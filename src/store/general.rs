//! General side of a store: round regeneration, index costs, and concept
//! synthesis.

use crate::common::* ;
use crate::common::consts::cost::FREQ_EXPONENT ;
use crate::concept::Concept ;
use crate::cover::{ Pool, Subset, CostModel, Problem } ;

use super::ConceptStore ;

/// Number of attempts at perturbing the quality before giving up.
const PERTURBATION_TRIES: usize = 100 ;

/// Indices of zero quality.
fn zero_quality(quality: & [f64]) -> IdxSet {
  quality.iter().enumerate().filter(
    |& (_, q)| * q <= 0.0
  ).map(|(idx, _)| idx).collect()
}

impl ConceptStore {
  /// Rebuilds the general pool relative to the specialized pool.
  pub(super) fn rebuild_general(& mut self, carry_over: bool) {
    let quality = self.special_quality() ;
    self.unhandled = zero_quality(& quality) ;
    self.quality = quality ;

    let mut pool = Pool::new(
      self.conf.general_min, self.flavor.opposite_count(& self.fact),
      self.conf.indexed(), self.conf.enhanced()
    ) ;
    let old = self.general.take() ;
    if carry_over {
      if let Some(old) = old {
        for concept in old.concepts() {
          if ! self.is_useless(concept, & self.unhandled) {
            pool.insert( concept.clone(), self.general_subset(concept) ) ;
          }
        }
        if ! old.is_exhaustive() {
          pool.set_not_exhaustive()
        }
      }
    }
    self.general = Some(pool)
  }

  /// Quality of the last regeneration.
  #[inline]
  pub fn quality(& self) -> & [f64] { & self.quality }

  /// Cost of each target index for some quality.
  ///
  /// An index of positive quality `q` costs `1 / q`. An index of zero
  /// quality costs the sum of the other costs times the cost factor, or `1`
  /// if all qualities are zero.
  pub fn index_costs(& self, quality: & [f64]) -> Vec<f64> {
    let handled: f64 = quality.iter().filter(|q| ** q > 0.0).map(
      |q| 1.0 / q.powf(FREQ_EXPONENT)
    ).sum() ;
    let unhandled = if handled == 0.0 {
      1.0
    } else {
      handled * self.cost_factor
    } ;
    quality.iter().map(
      |q| if * q > 0.0 { 1.0 / q.powf(FREQ_EXPONENT) } else { unhandled }
    ).collect()
  }

  /// Some quality where zero qualities are raised to `1` with some
  /// probability.
  ///
  /// A perturbation raising all zero qualities is retried.
  fn perturbed_quality(
    & mut self, quality: Vec<f64>, probability: f64
  ) -> Vec<f64> {
    let probability = probability.min(1.0) ;
    if ! (probability > 0.0) {
      return quality
    }
    for _ in 0 .. PERTURBATION_TRIES {
      let mut perturbed = quality.clone() ;
      let (mut changed, mut unchanged) = (0, 0) ;
      for q in perturbed.iter_mut() {
        if * q <= 0.0 {
          if self.rng.gen_bool(probability) {
            * q = 1.0 ;
            changed += 1
          } else {
            unchanged += 1
          }
        }
      }
      if changed == 0 || unchanged > 0 {
        return perturbed
      }
    }
    quality
  }

  /// Synthesizes a specialized concept from the general pool.
  ///
  /// Also returns the variants of the result with one more sub-concept if
  /// `variants`.
  fn synth(
    & mut self, iters: usize, known: Option<& Concept>, perturbation: f64,
    variants: bool,
  ) -> Option< (Concept, Vec<Concept>) > {
    if self.general.is_none() {
      return None
    }
    // Concepts admitted since the last regeneration count.
    let quality = self.special_quality() ;
    let quality = self.perturbed_quality(quality, perturbation) ;
    let unhandled = zero_quality(& quality) ;

    let mut concepts = vec![] ;
    let mut subsets: Vec<Subset> = vec![] ;
    if let Some(general) = self.general.as_ref() {
      for (concept, subset) in general.iter() {
        if ! self.is_useless(concept, & unhandled) {
          concepts.push( concept.clone() ) ;
          subsets.push( subset.clone() )
        }
      }
    }
    let known: Option< Vec<usize> > = known.map(
      |known| known.sub_concepts().iter().map(
        |sub| if let Some(idx) = concepts.iter().position(|c| c == sub) {
          idx
        } else {
          concepts.push( sub.clone() ) ;
          subsets.push( self.general_subset(sub) ) ;
          concepts.len() - 1
        }
      ).collect()
    ) ;

    let model = CostModel::quotient( self.index_costs(& quality) ) ;
    let target = IdxSet::full( self.flavor.opposite_count(& self.fact) ) ;
    let problem = Problem::new(& subsets, target, & model)
      .limit(self.conf.max_literals)
      .optimize(false)
      .enhanced( self.conf.enhanced() ) ;
    let cover = problem.solve(
      iters, known.as_ref().map(|idxs| & idxs[..]), & mut self.rng
    ) ? ;

    let conj = self.flavor.synth_is_conj() ;
    let parts: Vec<Concept> = cover.iter().map(
      |idx| concepts[* idx].clone()
    ).collect() ;
    let concept = self.fact.combine( conj, parts.clone() ) ;
    if ! concept.is_meaningful() || ! self.flavor.is_special(& concept) {
      return None
    }

    let mut others = vec![] ;
    if variants {
      for (idx, extra) in concepts.iter().enumerate() {
        if cover.contains(& idx) {
          continue
        }
        let mut subs = parts.clone() ;
        subs.push( extra.clone() ) ;
        let variant = self.fact.combine(conj, subs) ;
        if variant.is_meaningful() {
          others.push(variant)
        }
      }
    }
    Some( (concept, others) )
  }

  /// Synthesizes a specialized concept from the general pool.
  ///
  /// Zero qualities are perturbed with probability `perturbation`. The
  /// sub-concepts of `known`, if any, seed the search. Returns `None` if
  /// the round has not started or the general pool cannot produce a
  /// meaningful specialized concept.
  pub fn synthesize(
    & mut self, iters: usize, known: Option<& Concept>, perturbation: f64
  ) -> Option<Concept> {
    self.synth(iters, known, perturbation, false).map(|(concept, _)| concept)
  }

  /// Synthesized concept and its variants with one more sub-concept.
  pub fn created_concepts(
    & mut self, iters: usize, perturbation: f64
  ) -> Vec<Concept> {
    match self.synth(iters, None, perturbation, true) {
      Some( (concept, mut others) ) => {
        others.insert(0, concept) ;
        others
      },
      None => vec![],
    }
  }
}


#[cfg(test)]
mod test {
  use crate::store::test::* ;

  #[test]
  fn costs() {
    let (fact, _) = sample() ;
    let mut store = store(& fact, Flavor::Correct, -1, -1) ;
    assert_eq!( store.index_costs(& [0.0, 0.0]), vec![1.0, 1.0] ) ;
    assert_eq!(
      store.index_costs(& [1.0, 2.0, 0.0]), vec![1.0, 0.5, 1.5]
    ) ;
    store.set_cost_factor(2.0) ;
    assert_eq!(
      store.index_costs(& [1.0, 2.0, 0.0]), vec![1.0, 0.5, 3.0]
    )
  }

  #[test]
  fn no_synthesis_before_the_round() {
    let (fact, preds) = sample() ;
    let mut store = store(& fact, Flavor::Correct, -1, -1) ;
    // General, dropped since there is no general pool yet.
    assert!( ! store.admit_pred( preds["g_1"].clone(), false ) ) ;
    assert_eq!( store.synthesize(3, None, 0.0), None ) ;
    assert!( ! store.all_general_contained() )
  }

  #[test]
  fn synthesis() {
    let (fact, preds) = sample() ;
    let mut store = store(& fact, Flavor::Correct, -1, -1) ;
    store.regenerate_general(false) ;
    assert!( store.all_general_contained() ) ;
    assert!( store.admit_pred( preds["g_1"].clone(), false ) ) ;
    assert!( store.admit_pred( preds["g_2"].clone(), false ) ) ;
    // Excludes no negative.
    assert!( ! store.admit_pred( preds["c"].clone(), false ) ) ;
    assert_eq!( store.general_count(), 2 ) ;

    let concept = store.synthesize(3, None, 0.0).unwrap() ;
    assert!( concept.is_correct() ) ;
    assert!( concept.is_conj() ) ;
    assert_eq!( concept.sub_count(), 2 ) ;
    assert_eq!( concept.pos().len(), 3 ) ;

    let created = store.created_concepts(3, 0.0) ;
    assert_eq!( created[0], concept ) ;
    for concept in & created {
      assert!( concept.is_correct() )
    }
  }

  #[test]
  fn regeneration_filters_useless_concepts() {
    let (fact, preds) = sample() ;
    let mut store = store(& fact, Flavor::Correct, -1, -1) ;
    store.regenerate_general(false) ;
    assert!( store.last_errors() ) ;
    store.admit_pred( preds["g_2"].clone(), false ) ;
    store.admit_pred( preds["g_3"].clone(), false ) ;
    assert_eq!( store.general_count(), 2 ) ;
    // Positives 0, 1, and 2 are handled, `g_3` only covers positive 2.
    store.admit_pred( preds["a"].clone(), false ) ;
    store.admit_pred( preds["b"].clone(), false ) ;
    store.regenerate_general(true) ;
    assert_eq!( store.general_concepts().len(), 1 ) ;
    assert!( store.last_errors() ) ;
    // Useless concepts are not admitted either.
    assert!( ! store.admit_pred( preds["g_3"].clone(), false ) )
  }

  #[test]
  fn complete_synthesis() {
    let (fact, preds) = sample() ;
    let mut store = store(& fact, Flavor::Complete, -1, -1) ;
    store.regenerate_general(false) ;
    // Correct for the correct flavor, general here.
    store.admit_pred( preds["a"].clone(), false ) ;
    store.admit_pred( preds["b"].clone(), false ) ;
    store.admit_pred( preds["e"].clone(), false ) ;
    let concept = store.synthesize(3, None, 0.0).unwrap() ;
    assert!( concept.is_complete() ) ;
    assert!( concept.is_disj() ) ;
    assert_eq!( concept.sub_count(), 3 )
  }
}
//! Collaborators the search consumes: examples and predicates.
//!
//! The search never looks at attribute values. It only needs the number of
//! examples of each class and, for each predicate, on which examples it
//! holds.

use std::fmt ;

use crate::common::* ;

/// Class of an example.
#[derive(Debug, Clone, Copy, PartialEq, Eq, Hash)]
pub enum Class {
  /// Positive example.
  Pos,
  /// Negative example.
  Neg,
}

/// Example dataset.
pub trait Dataset: Send + Sync {
  /// Number of positive examples.
  fn pos_count(& self) -> usize ;
  /// Number of negative examples.
  fn neg_count(& self) -> usize ;
}

/// An elementary test on examples.
///
/// Two predicates with the same `Display` are considered the same predicate.
pub trait Predicate: Send + Sync + fmt::Display {
  /// Complexity of the predicate.
  fn complexity(& self) -> f64 ;
  /// True if the predicate holds on an example.
  fn holds(& self, class: Class, idx: usize) -> bool ;
  /// True if the predicate tests the value of a boolean attribute.
  ///
  /// Such predicates are used inverted only if asked to.
  fn is_bool_value(& self) -> bool { false }
}

/// Shared predicate.
pub type Pred = Arc<dyn Predicate> ;

/// Iterator over predicates.
pub type Preds<'a> = Box<dyn Iterator<Item = Pred> + 'a> ;

/// Predicate generator.
///
/// Each sequence is consumed once per admission pass. The `_neg` sequences
/// yield predicates the search uses inverted.
pub trait PredGen: Send + Sync {
  /// Predicates holding on no negative example.
  fn correct_pos(& self) -> Preds ;
  /// Predicates holding on all positive examples.
  fn complete_pos(& self) -> Preds ;
  /// Predicates holding on no positive example, complete once inverted.
  fn correct_neg(& self) -> Preds ;
  /// Predicates holding on all negative examples, correct once inverted.
  fn complete_neg(& self) -> Preds ;
  /// Predicates holding on some positive examples.
  fn general_pos(& self) -> Preds ;
  /// Predicates not holding on some negative examples, used inverted.
  fn general_neg(& self) -> Preds ;
}


/// Shared predicate generator.
pub type Gen = Arc<dyn PredGen> ;


/// A predicate given by the examples it holds on.
///
/// Mostly useful when the predicates are computed elsewhere.
pub struct TablePred {
  name: String,
  complexity: f64,
  pos: IdxSet,
  neg: IdxSet,
  bool_value: bool,
}
impl TablePred {
  /// Constructor.
  pub fn new<S: Into<String>>(
    name: S, complexity: f64, pos: IdxSet, neg: IdxSet
  ) -> Self {
    TablePred { name: name.into(), complexity, pos, neg, bool_value: false }
  }
  /// Marks the predicate as a boolean-value one.
  pub fn bool_value(mut self) -> Self {
    self.bool_value = true ;
    self
  }
  /// Shared version.
  pub fn share(self) -> Pred {
    Arc::new(self)
  }
}
impl fmt::Display for TablePred {
  fn fmt(& self, fmt: & mut fmt::Formatter) -> fmt::Result {
    write!(fmt, "{}", self.name)
  }
}
impl Predicate for TablePred {
  fn complexity(& self) -> f64 { self.complexity }
  fn holds(& self, class: Class, idx: usize) -> bool {
    match class {
      Class::Pos => self.pos.contains(idx),
      Class::Neg => self.neg.contains(idx),
    }
  }
  fn is_bool_value(& self) -> bool { self.bool_value }
}


/// Predicate generator over a fixed list of predicates.
///
/// Sorts predicates in the six sequences by evaluating them on the examples.
pub struct PredList {
  pos_count: usize,
  neg_count: usize,
  preds: Vec<Pred>,
}
impl PredList {
  /// Constructor.
  pub fn new<D: Dataset + ?Sized>(data: & D, preds: Vec<Pred>) -> Self {
    PredList {
      pos_count: data.pos_count(), neg_count: data.neg_count(), preds
    }
  }

  /// Number of examples of a class the predicate holds on.
  fn count(& self, pred: & Pred, class: Class) -> usize {
    let total = match class {
      Class::Pos => self.pos_count,
      Class::Neg => self.neg_count,
    } ;
    (0 .. total).filter(|idx| pred.holds(class, * idx)).count()
  }

  /// Predicates verifying some condition on their counts.
  fn filter<'a, F>(& 'a self, f: F) -> Preds<'a>
  where F: Fn(usize, usize) -> bool + 'a {
    Box::new(
      self.preds.iter().filter(
        move |pred| f(
          self.count(pred, Class::Pos), self.count(pred, Class::Neg)
        )
      ).cloned()
    )
  }
}
impl PredGen for PredList {
  fn correct_pos(& self) -> Preds {
    self.filter(|pos, neg| pos > 0 && neg == 0)
  }
  fn complete_pos(& self) -> Preds {
    let pos_count = self.pos_count ;
    let neg_count = self.neg_count ;
    self.filter(move |pos, neg| pos == pos_count && neg < neg_count)
  }
  fn correct_neg(& self) -> Preds {
    self.filter(|pos, neg| pos == 0 && neg > 0)
  }
  fn complete_neg(& self) -> Preds {
    let pos_count = self.pos_count ;
    let neg_count = self.neg_count ;
    self.filter(move |pos, neg| neg == neg_count && pos < pos_count)
  }
  fn general_pos(& self) -> Preds {
    self.filter(|pos, neg| pos > 0 && neg > 0)
  }
  fn general_neg(& self) -> Preds {
    let pos_count = self.pos_count ;
    let neg_count = self.neg_count ;
    self.filter(move |pos, neg| neg < neg_count && pos < pos_count && neg > 0)
  }
}
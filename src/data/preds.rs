//! Predicates over the attributes of a table.
//!
//! - an attribute taking only values `0` and `1` yields a boolean-value
//!   predicate, holding when the attribute is `1` ;
//! - any other attribute yields threshold predicates `attr <= t`, one for
//!   each midpoint `t` between two consecutive values of the attribute.
//!
//! Constant attributes yield nothing.

use std::fmt ;

use crate::common::* ;
use crate::common::consts::concept::{ THRESHOLD, BOOL_VALUE } ;
use crate::concept::{ Class, Predicate, Pred } ;

use super::Table ;


/// Examples of each class some test holds on.
fn holding<F>(table: & Table, attr: usize, test: F) -> (IdxSet, IdxSet)
where F: Fn(f64) -> bool {
  let set = |class: Class| -> IdxSet {
    table.column(class, attr).into_iter().enumerate().filter(
      |& (_, val)| test(val)
    ).map(|(idx, _)| idx).collect()
  } ;
  ( set(Class::Pos), set(Class::Neg) )
}


/// `attr <= value`.
pub struct Threshold {
  attr: String,
  value: f64,
  pos: IdxSet,
  neg: IdxSet,
}
impl Threshold {
  /// Threshold predicate on an attribute of a table.
  pub fn new(table: & Table, attr: usize, value: f64) -> Self {
    let (pos, neg) = holding(table, attr, |val| val <= value) ;
    Threshold { attr: table.attrs()[attr].clone(), value, pos, neg }
  }
}
impl fmt::Display for Threshold {
  fn fmt(& self, fmt: & mut fmt::Formatter) -> fmt::Result {
    write!(fmt, "{} <= {}", self.attr, self.value)
  }
}
impl Predicate for Threshold {
  fn complexity(& self) -> f64 { THRESHOLD }
  fn holds(& self, class: Class, idx: usize) -> bool {
    match class {
      Class::Pos => self.pos.contains(idx),
      Class::Neg => self.neg.contains(idx),
    }
  }
}


/// Boolean attribute is `1`.
pub struct BoolValue {
  attr: String,
  pos: IdxSet,
  neg: IdxSet,
}
impl BoolValue {
  /// Boolean-value predicate on an attribute of a table.
  pub fn new(table: & Table, attr: usize) -> Self {
    let (pos, neg) = holding(table, attr, |val| val == 1.0) ;
    BoolValue { attr: table.attrs()[attr].clone(), pos, neg }
  }
}
impl fmt::Display for BoolValue {
  fn fmt(& self, fmt: & mut fmt::Formatter) -> fmt::Result {
    write!(fmt, "{}", self.attr)
  }
}
impl Predicate for BoolValue {
  fn complexity(& self) -> f64 { BOOL_VALUE }
  fn holds(& self, class: Class, idx: usize) -> bool {
    match class {
      Class::Pos => self.pos.contains(idx),
      Class::Neg => self.neg.contains(idx),
    }
  }
  fn is_bool_value(& self) -> bool { true }
}


/// Sorted, deduplicated values of an attribute over all examples.
fn values(table: & Table, attr: usize) -> Vec<f64> {
  let mut vals = table.column(Class::Pos, attr) ;
  vals.extend( table.column(Class::Neg, attr) ) ;
  vals.sort_by(
    |v_1, v_2| v_1.partial_cmp(v_2).unwrap_or(::std::cmp::Ordering::Equal)
  ) ;
  vals.dedup() ;
  vals
}

/// Predicates of a table.
pub fn of_table(table: & Table) -> Vec<Pred> {
  let mut preds: Vec<Pred> = vec![] ;
  for attr in 0 .. table.attrs().len() {
    let vals = values(table, attr) ;
    if vals.len() < 2 {
      continue
    }
    if vals.len() == 2 && vals[0] == 0.0 && vals[1] == 1.0 {
      preds.push( Arc::new( BoolValue::new(table, attr) ) ) ;
      continue
    }
    for pair in vals.windows(2) {
      let mid = (pair[0] + pair[1]) / 2.0 ;
      preds.push( Arc::new( Threshold::new(table, attr, mid) ) )
    }
  }
  log_debug! {
    "{} predicate(s) over {} attribute(s)", preds.len(), table.attrs().len()
  }
  preds
}


#[cfg(test)]
mod test {
  use super::* ;
  use crate::concept::{ PredGen, Dataset } ;

  #[test]
  fn predicates() {
    let table = Table::of_str("\
      x flag c class
      1 0    4 +
      2 1    4 +
      5 0    4 -
      3 1    4 -
    ").unwrap() ;
    let preds = table.preds() ;
    let names: Vec<String> = preds.iter().map(|pred| pred.to_string()).collect() ;
    assert_eq!( names, vec![ "x <= 1.5", "x <= 2.5", "x <= 4", "flag" ] ) ;

    let x_2 = & preds[1] ;
    assert_eq!( x_2.complexity(), THRESHOLD ) ;
    assert!( x_2.holds(Class::Pos, 0) && x_2.holds(Class::Pos, 1) ) ;
    assert!( ! x_2.holds(Class::Neg, 0) && ! x_2.holds(Class::Neg, 1) ) ;
    assert!( ! x_2.is_bool_value() ) ;

    let flag = & preds[3] ;
    assert!( flag.is_bool_value() ) ;
    assert!( flag.holds(Class::Pos, 1) && flag.holds(Class::Neg, 1) ) ;
    assert!( ! flag.holds(Class::Pos, 0) ) ;

    // Thresholds holding on no negative.
    let gen = table.pred_gen() ;
    let correct: Vec<String> = gen.correct_pos().map(
      |pred| pred.to_string()
    ).collect() ;
    assert_eq!( correct, vec![ "x <= 1.5", "x <= 2.5" ] ) ;
    assert_eq!( table.pos_count(), 2 )
  }
}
--------------------------------
## [WHAT YOU NEED TO DO]
In the entries above, find the line holding "if let Some(general)" and the line holding "let concept = self.fact.combine( conj, parts.clone()"; print both of them and every line between, exactly, and nothing else.

## [RESPONSE TO THE TASK]
    if let Some(general) = self.general.as_ref() {
      for (concept, subset) in general.iter() {
        if ! self.is_useless(concept, & unhandled) {
          concepts.push( concept.clone() ) ;
          subsets.push( subset.clone() )
        }
      }
    }
    let known: Option< Vec<usize> > = known.map(
      |known| known.sub_concepts().iter().map(
        |sub| if let Some(idx) = concepts.iter().position(|c| c == sub) {
          idx
        } else {
          concepts.push( sub.clone() ) ;
          subsets.push( self.general_subset(sub) ) ;
          concepts.len() - 1
        }
      ).collect()
    ) ;

    let model = CostModel::quotient( self.index_costs(& quality) ) ;
    let target = IdxSet::full( self.flavor.opposite_count(& self.fact) ) ;
    let problem = Problem::new(& subsets, target, & model)
      .limit(self.conf.max_literals)
      .optimize(false)
      .enhanced( self.conf.enhanced() ) ;
    let cover = problem.solve(
      iters, known.as_ref().map(|idxs| & idxs[..]), & mut self.rng
    ) ? ;

    let conj = self.flavor.synth_is_conj() ;
    let parts: Vec<Concept> = cover.iter().map(
      |idx| concepts[* idx].clone()
    ).collect() ;
    let concept = self.fact.combine( conj, parts.clone() ) ;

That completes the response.